When the chief witnessed that outburst of affection, he could withstand no longer.
“She shall go,” said he. “The mother must have her child again. I will go back alone.”
With one silent gesture of farewell he turned and stepped on board the boat. No arguments or entreaties could induce him to remain at the council, but, having gained the other side of the Niagara, he mounted his horse, and with his young men was soon lost in the depths of the forest.
After a sojourn of a few weeks at Niagara, Mr. Lytle, dreading lest the resolution of the Big White Man should give way, and measures be taken to deprive him once more of his child, came to the determination of again changing his place of abode. He therefore took the first opportunity of crossing Lake Erie with his family, and settled himself in the neighborhood of Detroit, where he continued afterwards to reside.
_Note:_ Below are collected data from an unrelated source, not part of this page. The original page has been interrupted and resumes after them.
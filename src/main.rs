//! banksafe CLI entrypoint

use anyhow::Result;
use clap::Parser;
use tracing_subscriber::{layer::SubscriberExt, util::SubscriberInitExt, EnvFilter};

use banksafe::cli::Cli;

fn main() -> Result<()> {
    // Initialize tracing (stderr, so --json output stays parseable)
    tracing_subscriber::registry()
        .with(EnvFilter::try_from_default_env().unwrap_or_else(|_| EnvFilter::new("info")))
        .with(
            tracing_subscriber::fmt::layer()
                .with_target(false)
                .with_writer(std::io::stderr),
        )
        .init();

    // Parse and execute CLI
    let cli = Cli::parse();
    cli.execute()
}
Little Nelly saw her friend the chief no more, but she never forgot him. To the day of her death she remembered with tenderness and gratitude her brother the Big White Man, and her friends and playfellows among the Senecas.
At the age of fourteen the heroine of the foregoing story married Colonel McKillip, a British officer. This gentleman was killed near Fort Defiance, as it was afterwards called, at the Miami Rapids, in 1794. A detachment of British troops had been sent down from Detroit to take possession of this post. General Wayne was then on a campaign against the Indians, and the British Government thought proper to make a few demonstrations in behalf of their allies. Having gone out with a party to reconnoitre, Colonel McKillip was returning to his post after dark, when he was fired upon and killed by one of his own sentinels. Mrs. Helm was the daughter of this marriage.
During the widowhood of Mrs. McKillip, she resided with her parents, at Grosse Pointe, eight miles above Detroit, and it was during this period that an event occurred which, from the melancholy and mysterious circumstances attending it, was always dwelt upon by her with peculiar interest.